While we all await the inevitable "Last Days of Amy Winehouse" report from Rolling Stone, let's take a breather and remember the voice. It was slow, smoky, insinuating, sweet-and-sour, and seemed to conjure a handful of jazz-and-soul divas in a syllable — Aretha, Dinah Washington, Sarah Vaughan — as well as the girl-group singers she loved: Ronnie Spector, Martha Reeves, Mary Weiss and the Shangri-Las. It wasn't a huge voice. In the one live show I saw (May 2007, Avalon), virtually none of the nuance of Back to Black cut through the Dap-Kings-centered backing band. The band couched her in a great R&B sound — one gorgeous groove after another, boosted by a trumpet-tenor-baritone horn section, Fender Rhodes, and two male back-up singers in skinny ties. It hardly mattered that you couldn't hear Winehouse's smartly written lyrics through the Avalon murk. The near-capacity crowd — women, mostly — sang along to almost every tale of broken hearts, bad behavior, and romantic masochism.You could hear the flexibility and wit in Winehouse's singing and songwriting on Back to Black's predecessor, Frank. But it was the sound of Back to Black that made her. Sculpted by producer Mark Ronson, the sound was, as Carly Carioli wrote after that Avalon show, "just unfuckwithable . . . those firecracker snares, that busted-carburetor sax . . . and it could only have been put together by someone who'd grasped the link between the DJ-friendly rare-groove marketplace and Dap-Kings' modern soul revival."
And of course, there was the outrageous insouciance of "Rehab." I remember seeing her sing it on Letterman — what the hell! But the soul of the song was in that bridge: "I'd rather be home with Ray. . . . There's nothing you can teach me that I can't learn from Mr. Hathaway." Big tubular bells chimed, strings swooned, horns honked, and the piano floated in a Spectorish wall of sound. It was a declaration of independence, worthy of the best girl groups and a love letter to R&B. Its "Song of the Year" title was one of five Grammys she won for Back to Black.

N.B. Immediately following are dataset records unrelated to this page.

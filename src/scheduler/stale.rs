//! Background sweep for job runs past their expected completion.
//!
//! Detection only: stale runs are logged and surfaced as events, never
//! transitioned.

use std::sync::Arc;
use std::time::Duration;

use crate::core::clock::{now_rounded, Clock};
use crate::events::{Event, EventBus};
use crate::storage::Storage;

/// Default interval between sweeps.
pub const DEFAULT_STALE_SWEEP_INTERVAL: Duration = Duration::from_secs(5);
/// Default age after which a waiting run counts as stale.
pub const DEFAULT_STALE_THRESHOLD: Duration = Duration::from_secs(300);

/// Observability sweep over runs still waiting past the stale threshold.
pub struct StaleRunDetector<S: Storage> {
    storage: Arc<S>,
    event_bus: Arc<EventBus>,
    clock: Clock,
    threshold: chrono::Duration,
}

impl<S: Storage> StaleRunDetector<S> {
    /// Create a detector with the given stale threshold.
    pub fn new(
        storage: Arc<S>,
        event_bus: Arc<EventBus>,
        clock: Clock,
        threshold: Duration,
    ) -> Self {
        Self {
            storage,
            event_bus,
            clock,
            threshold: chrono::Duration::from_std(threshold)
                .unwrap_or_else(|_| chrono::Duration::seconds(300)),
        }
    }

    /// Run one sweep. Returns how many stale runs were surfaced.
    pub async fn sweep_once(&self) -> usize {
        let now = now_rounded(&self.clock);
        let cutoff = now - self.threshold;

        let stale = match self.storage.get_stale_job_runs(cutoff).await {
            Ok(stale) => stale,
            Err(e) => {
                tracing::error!(error = %e, "stale run sweep failed");
                return 0;
            }
        };

        for run in &stale {
            tracing::warn!(
                schedule_id = %run.schedule_id,
                job_run_id = %run.id,
                start_date = %run.start_date,
                "job run waiting past stale threshold"
            );
            self.event_bus
                .emit(Event::StaleRunDetected {
                    schedule_id: run.schedule_id,
                    job_run_id: run.id,
                    waiting_since: run.start_date,
                    timestamp: now,
                })
                .await;
        }

        stale.len()
    }

    /// Sweep forever at the given interval.
    pub async fn run(self, interval: Duration) {
        let mut ticker = tokio::time::interval(interval);
        loop {
            ticker.tick().await;
            self.sweep_once().await;
        }
    }
}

Of course, when your breakthrough is "Rehab," it's not hard to see where things are going. The New YorkTimes talked about "deep sadness, but no surprise" among fellow musicians. But out in the blogosophere there was vitriol, too — about an artist who couldn't, or wouldn't, perform, who traded on her notoriety to maintain a tenuous grasp on fading fame. There were the drunken performances captured on video to go along with every other crack-and-booze-riddled report and photo. Greater artists have fucked up and died — Charlie Parker, Elvis Presley, Janis Joplin, Kurt Cobain. Winehouse achieved less, but that doesn't make her passing any less sad.